[Start of section]

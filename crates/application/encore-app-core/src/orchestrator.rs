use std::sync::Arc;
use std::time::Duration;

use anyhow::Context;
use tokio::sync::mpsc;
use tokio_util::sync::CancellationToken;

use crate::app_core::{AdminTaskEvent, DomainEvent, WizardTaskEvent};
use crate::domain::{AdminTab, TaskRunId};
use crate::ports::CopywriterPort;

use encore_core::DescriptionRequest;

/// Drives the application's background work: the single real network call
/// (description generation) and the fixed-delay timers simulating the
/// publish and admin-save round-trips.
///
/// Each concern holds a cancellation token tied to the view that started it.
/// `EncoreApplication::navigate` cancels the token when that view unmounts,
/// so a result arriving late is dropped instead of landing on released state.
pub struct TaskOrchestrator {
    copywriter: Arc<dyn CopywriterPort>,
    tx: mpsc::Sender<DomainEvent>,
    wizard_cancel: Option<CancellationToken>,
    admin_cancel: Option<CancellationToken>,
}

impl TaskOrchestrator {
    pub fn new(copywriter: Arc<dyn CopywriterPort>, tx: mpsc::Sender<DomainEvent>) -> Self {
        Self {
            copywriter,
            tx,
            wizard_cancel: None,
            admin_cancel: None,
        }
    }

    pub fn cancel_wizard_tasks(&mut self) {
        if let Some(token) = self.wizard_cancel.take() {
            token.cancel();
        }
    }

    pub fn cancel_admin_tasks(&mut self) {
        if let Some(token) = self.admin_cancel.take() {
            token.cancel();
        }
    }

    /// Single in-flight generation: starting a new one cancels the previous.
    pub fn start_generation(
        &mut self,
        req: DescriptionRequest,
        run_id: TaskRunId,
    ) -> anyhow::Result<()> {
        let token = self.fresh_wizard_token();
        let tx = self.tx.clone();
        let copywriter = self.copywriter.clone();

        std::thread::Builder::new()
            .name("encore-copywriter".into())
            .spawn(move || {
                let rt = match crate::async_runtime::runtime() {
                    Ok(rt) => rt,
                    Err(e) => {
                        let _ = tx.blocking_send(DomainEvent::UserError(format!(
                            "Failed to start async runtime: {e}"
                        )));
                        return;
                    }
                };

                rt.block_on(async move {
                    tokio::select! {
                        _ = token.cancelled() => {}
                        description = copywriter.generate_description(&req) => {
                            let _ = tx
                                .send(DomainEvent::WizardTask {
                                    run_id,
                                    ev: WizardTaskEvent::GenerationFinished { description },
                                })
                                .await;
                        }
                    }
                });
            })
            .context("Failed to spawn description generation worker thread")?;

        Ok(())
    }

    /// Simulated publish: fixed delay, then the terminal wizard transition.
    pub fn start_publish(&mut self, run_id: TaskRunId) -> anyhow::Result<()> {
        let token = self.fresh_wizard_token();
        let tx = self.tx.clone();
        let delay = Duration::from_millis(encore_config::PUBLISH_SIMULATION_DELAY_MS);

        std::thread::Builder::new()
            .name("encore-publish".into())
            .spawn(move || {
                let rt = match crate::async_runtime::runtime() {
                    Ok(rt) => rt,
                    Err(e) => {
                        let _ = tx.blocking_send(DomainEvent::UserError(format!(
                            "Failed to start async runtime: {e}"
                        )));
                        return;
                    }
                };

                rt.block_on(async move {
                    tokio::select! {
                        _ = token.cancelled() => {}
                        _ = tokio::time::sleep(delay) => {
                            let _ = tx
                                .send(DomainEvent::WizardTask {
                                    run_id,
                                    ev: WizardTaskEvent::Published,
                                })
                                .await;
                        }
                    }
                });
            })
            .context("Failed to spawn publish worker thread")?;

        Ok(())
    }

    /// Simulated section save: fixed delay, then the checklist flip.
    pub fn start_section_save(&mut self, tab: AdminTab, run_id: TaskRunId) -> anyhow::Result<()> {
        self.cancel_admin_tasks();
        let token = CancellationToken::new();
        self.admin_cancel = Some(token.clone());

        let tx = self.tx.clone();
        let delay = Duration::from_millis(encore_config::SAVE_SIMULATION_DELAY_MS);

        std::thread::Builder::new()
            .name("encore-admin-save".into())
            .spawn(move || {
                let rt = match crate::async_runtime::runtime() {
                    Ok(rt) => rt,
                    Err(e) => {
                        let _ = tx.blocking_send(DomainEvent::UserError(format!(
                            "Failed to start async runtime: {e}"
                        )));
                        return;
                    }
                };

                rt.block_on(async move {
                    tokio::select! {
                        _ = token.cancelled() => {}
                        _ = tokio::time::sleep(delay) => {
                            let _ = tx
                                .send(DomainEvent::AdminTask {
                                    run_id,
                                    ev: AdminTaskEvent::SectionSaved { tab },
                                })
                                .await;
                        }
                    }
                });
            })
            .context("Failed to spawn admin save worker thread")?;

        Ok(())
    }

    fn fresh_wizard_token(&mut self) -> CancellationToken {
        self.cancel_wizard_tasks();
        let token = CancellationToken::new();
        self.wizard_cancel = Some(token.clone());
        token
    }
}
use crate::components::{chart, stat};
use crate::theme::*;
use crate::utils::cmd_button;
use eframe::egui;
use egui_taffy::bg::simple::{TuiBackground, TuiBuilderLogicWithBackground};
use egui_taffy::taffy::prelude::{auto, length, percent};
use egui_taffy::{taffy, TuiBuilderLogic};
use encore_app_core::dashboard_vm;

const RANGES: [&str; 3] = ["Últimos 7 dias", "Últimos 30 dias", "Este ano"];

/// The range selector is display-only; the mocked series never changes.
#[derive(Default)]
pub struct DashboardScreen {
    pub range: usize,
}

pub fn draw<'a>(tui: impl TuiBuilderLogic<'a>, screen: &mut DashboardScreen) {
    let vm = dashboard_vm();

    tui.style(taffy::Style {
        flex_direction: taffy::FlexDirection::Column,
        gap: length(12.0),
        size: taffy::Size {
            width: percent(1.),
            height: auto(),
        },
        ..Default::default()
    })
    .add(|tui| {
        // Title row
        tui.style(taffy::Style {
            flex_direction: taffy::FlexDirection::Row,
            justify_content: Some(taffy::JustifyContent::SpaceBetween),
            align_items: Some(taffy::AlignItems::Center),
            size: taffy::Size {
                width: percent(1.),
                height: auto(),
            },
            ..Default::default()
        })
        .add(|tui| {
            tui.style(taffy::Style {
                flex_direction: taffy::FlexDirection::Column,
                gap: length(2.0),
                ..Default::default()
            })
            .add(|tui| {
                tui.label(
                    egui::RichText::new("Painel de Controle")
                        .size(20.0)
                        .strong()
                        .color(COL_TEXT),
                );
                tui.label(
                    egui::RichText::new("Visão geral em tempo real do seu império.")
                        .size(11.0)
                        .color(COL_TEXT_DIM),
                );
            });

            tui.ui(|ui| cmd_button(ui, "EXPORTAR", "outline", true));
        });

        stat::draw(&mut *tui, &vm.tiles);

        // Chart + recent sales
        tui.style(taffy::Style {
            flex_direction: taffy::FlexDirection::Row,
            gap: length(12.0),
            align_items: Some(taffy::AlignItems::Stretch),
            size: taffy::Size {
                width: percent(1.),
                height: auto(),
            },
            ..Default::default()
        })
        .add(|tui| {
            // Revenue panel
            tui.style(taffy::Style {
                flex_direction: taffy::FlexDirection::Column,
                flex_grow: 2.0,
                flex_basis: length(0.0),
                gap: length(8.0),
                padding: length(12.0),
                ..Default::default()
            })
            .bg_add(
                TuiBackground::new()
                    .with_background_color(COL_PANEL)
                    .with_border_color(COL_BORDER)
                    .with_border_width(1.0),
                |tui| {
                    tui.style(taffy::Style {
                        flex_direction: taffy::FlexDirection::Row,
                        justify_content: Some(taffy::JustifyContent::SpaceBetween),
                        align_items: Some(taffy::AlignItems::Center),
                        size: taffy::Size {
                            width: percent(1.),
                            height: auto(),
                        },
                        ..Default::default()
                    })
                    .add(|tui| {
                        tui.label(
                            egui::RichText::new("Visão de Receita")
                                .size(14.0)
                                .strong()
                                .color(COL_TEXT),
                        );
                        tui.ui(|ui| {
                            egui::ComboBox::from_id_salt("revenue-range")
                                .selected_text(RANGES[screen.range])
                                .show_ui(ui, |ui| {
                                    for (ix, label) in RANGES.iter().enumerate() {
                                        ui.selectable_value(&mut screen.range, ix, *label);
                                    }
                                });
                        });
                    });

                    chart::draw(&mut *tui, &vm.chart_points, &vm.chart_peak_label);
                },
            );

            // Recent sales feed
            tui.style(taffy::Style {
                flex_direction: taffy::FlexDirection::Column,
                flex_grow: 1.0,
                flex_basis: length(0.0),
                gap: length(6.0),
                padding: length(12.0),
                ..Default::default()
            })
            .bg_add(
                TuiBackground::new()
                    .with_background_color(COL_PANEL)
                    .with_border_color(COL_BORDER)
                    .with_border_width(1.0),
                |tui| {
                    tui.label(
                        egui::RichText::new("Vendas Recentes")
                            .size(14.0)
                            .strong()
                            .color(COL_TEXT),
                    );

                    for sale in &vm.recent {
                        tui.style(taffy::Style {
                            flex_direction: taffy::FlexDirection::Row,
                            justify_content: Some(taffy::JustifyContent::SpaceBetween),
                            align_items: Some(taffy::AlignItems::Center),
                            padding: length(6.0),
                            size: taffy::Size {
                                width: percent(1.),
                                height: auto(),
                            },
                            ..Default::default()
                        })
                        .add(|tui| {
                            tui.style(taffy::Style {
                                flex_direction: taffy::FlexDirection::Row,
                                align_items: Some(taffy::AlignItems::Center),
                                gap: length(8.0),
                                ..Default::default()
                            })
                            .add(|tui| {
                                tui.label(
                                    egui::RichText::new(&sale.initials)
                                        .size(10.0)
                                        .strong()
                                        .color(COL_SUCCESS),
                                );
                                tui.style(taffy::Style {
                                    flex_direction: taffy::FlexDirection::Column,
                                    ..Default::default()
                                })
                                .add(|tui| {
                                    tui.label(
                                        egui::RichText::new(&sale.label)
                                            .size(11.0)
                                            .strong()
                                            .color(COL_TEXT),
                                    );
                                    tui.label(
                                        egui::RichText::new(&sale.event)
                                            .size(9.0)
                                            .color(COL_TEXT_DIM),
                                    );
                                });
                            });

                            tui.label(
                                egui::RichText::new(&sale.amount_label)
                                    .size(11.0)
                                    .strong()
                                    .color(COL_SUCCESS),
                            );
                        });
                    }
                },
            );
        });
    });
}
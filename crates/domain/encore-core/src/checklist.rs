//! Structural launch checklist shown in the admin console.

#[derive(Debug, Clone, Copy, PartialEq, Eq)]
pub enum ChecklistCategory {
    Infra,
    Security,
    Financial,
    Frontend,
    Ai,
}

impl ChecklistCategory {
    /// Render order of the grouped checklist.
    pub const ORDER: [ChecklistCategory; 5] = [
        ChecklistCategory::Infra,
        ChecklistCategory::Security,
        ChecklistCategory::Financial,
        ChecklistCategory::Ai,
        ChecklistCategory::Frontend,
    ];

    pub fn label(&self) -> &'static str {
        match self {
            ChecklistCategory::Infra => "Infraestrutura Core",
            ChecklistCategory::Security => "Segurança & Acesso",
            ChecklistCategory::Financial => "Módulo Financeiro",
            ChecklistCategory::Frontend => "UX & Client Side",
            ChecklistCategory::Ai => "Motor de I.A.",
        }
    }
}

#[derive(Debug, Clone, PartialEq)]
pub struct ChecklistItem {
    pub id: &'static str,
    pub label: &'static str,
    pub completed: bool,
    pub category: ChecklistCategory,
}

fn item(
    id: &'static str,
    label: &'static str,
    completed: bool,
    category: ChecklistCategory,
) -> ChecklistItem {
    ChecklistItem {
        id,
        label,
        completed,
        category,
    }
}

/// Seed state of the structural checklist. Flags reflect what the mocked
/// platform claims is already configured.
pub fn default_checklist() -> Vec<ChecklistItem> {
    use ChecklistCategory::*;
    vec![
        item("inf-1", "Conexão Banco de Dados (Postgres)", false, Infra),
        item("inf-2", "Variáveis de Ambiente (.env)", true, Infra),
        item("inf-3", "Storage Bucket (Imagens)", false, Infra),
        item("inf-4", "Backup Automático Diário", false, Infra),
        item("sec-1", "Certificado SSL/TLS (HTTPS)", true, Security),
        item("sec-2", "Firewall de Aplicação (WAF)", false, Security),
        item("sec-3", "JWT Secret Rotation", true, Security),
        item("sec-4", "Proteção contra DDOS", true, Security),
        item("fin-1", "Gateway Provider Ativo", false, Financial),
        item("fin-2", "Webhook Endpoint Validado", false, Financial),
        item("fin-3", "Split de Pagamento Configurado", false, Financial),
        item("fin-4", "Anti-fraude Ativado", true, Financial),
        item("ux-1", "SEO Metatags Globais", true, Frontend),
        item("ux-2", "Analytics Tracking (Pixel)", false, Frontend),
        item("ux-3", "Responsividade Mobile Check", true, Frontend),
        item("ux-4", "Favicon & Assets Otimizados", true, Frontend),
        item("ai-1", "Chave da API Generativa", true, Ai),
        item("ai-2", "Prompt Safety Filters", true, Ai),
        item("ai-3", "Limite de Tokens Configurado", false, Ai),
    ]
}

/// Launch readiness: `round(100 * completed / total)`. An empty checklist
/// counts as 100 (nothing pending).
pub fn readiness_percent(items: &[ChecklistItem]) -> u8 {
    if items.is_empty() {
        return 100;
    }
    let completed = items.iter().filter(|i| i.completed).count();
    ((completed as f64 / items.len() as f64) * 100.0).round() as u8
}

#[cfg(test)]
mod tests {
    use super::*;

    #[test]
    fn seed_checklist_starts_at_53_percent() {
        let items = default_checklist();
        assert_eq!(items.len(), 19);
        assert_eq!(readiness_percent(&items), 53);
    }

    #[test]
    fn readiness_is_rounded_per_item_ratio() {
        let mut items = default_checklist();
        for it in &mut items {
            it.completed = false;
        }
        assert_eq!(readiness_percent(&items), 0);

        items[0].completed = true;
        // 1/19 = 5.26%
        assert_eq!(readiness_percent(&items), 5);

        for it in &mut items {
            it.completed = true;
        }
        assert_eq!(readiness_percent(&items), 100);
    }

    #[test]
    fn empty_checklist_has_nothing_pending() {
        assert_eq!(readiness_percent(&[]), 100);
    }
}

[End of section]

* **Your goal**: In the listing, find each line with the string "JustifyContent" and copy it.

* **Expected answer**:
            justify_content: Some(taffy::JustifyContent::SpaceBetween),
                        justify_content: Some(taffy::JustifyContent::SpaceBetween),
                            justify_content: Some(taffy::JustifyContent::SpaceBetween),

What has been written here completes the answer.